Downers Grove, Ill., retiree Robert Govenat was on the computer every day, watching prices of his stocks go down.
It was November 2007, and a bear market was threatening.
"He was about to have a nervous breakdown or a heart attack," recalls his wife, Jan, a retired third-grade schoolteacher.
Over lunch at a hot dog place in Darien, Ill., a longtime friend and financial planner Algird Norkus told Govenat that he had an alternative investment for select people: It would keep the couple's principal safe and pay 13.5 percent annual interest.
Govenat went along. Eventually, the couple would lose nearly all of their life savings - $225,000. Govenat also steered his mother into what ultimately turned out to be a Ponzi scheme, and she lost more than $200,000, most of her assets.
Norkus pleaded guilty to one count of mail fraud. In March, he began serving 63 months in prison. He also was ordered to pay $4.6 million in restitution to nearly 70 victims, many elderly, including Robert and Jan Govenat and Robert's mother. His plea agreement said he commingled investors' money, in part to make payments to other investors and in part to benefit himself.

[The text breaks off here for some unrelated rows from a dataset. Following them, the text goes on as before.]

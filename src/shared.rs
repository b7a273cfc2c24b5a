pub mod event;
pub mod ids;
pub mod replicated_entity;
pub mod wire;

"Don't trust anyone," Jan Govenat, 71, said recently when asked what she learned from the experience. "I can't tell you how many times I've said that to friends since this happened." She also regretted not sharing their change in investment strategy with their two adult children.
Robert Govenat, 72, gets choked up discussing what happened with the savings of his mother, now 99 and living in a retirement community. "I'm not proud of what I've done to my mom," he said with a quivering voice.
"You were trying to help," his wife replied.
Govenat said he lets few people get close to him, but Norkus was one of them.
"I don't trust anyone now, except my wife," he said.
The couple's two children never bring up the ordeal.
"It's the silent death," Robert said.
The couple, who once felt secure about their retirement years, now worry constantly about finances.
"We don't sleep well," Jan said.
Robert and Jan Govenat are hardly the only seniors burned by financial exploitation.
"Aging baby boomers have accumulated substantial assets, either through inheritance, home equity or a lifetime of saving for retirement," Luis Aguilar, a commissioner of the Securities and Exchange Commission, said earlier this year. "The bad news is that this disparity between seniors and everyone else, including their own children, increases the vulnerability of seniors."
The newly formed federal Consumer Financial Protection Bureau in June said it was starting a public inquiry to learn more about the ways in which older Americans are financially exploited.
Adds Chicago investors' lawyer Andrew Stoltmann, who is representing the Govenat family: "Willie Sutton once said he robbed banks because that's where the money is, and that's why unscrupulous financial advisers are drawn to seniors like a moth to a flame." Of the 1,000 financial fraud cases that Stoltmann has filed in the past 12 years, half involve investors age 65 and older.
Take Marshall Davies, 93, who helped oversee the traffic light system for the city of Chicago before he retired. He was hospitalized in January 2008 because of hip pain that hindered his walking. Doctors said he would need in-home assistance upon discharge.
Carmelita Pasamba, a certified nursing assistant who cared for Davies while he was in the hospital, took the job.
Over the next 3˝ years, she and her family cared for Davies but also "stole" $536,682 from him, according to a recently filed lawsuit filed by Cook County (Ill.) Public Guardian Robert Harris.
The lawyer representing Pasamba in the case declined to comment.
The money saved by the never-married, "very frugal" Davies was used by his caregivers to buy a Mercedes, finance a son's dance studio and a daughter's nursing tuition, and make trips to retailers such as Best Buy, Harlem Furniture and Empire Carpet, said the suit, filed against six individuals and St. Joseph Hospital.
In 2008, Davies, an Illinois Institute of Technology graduate, was also diagnosed with dementia, but he still has lucid days. He's living in an assisted-living facility on Chicago's North Side.
Davies had lived close to St. Joseph Hospital, and would eat at its cafeteria because meals were inexpensive.
Today, he spends most of his time watching TV.
Davies said he didn't give Pasamba permission to use his money in that fashion. "I didn't know what was going on there," he told the Chicago Tribune this month. "I don't know how she got that money."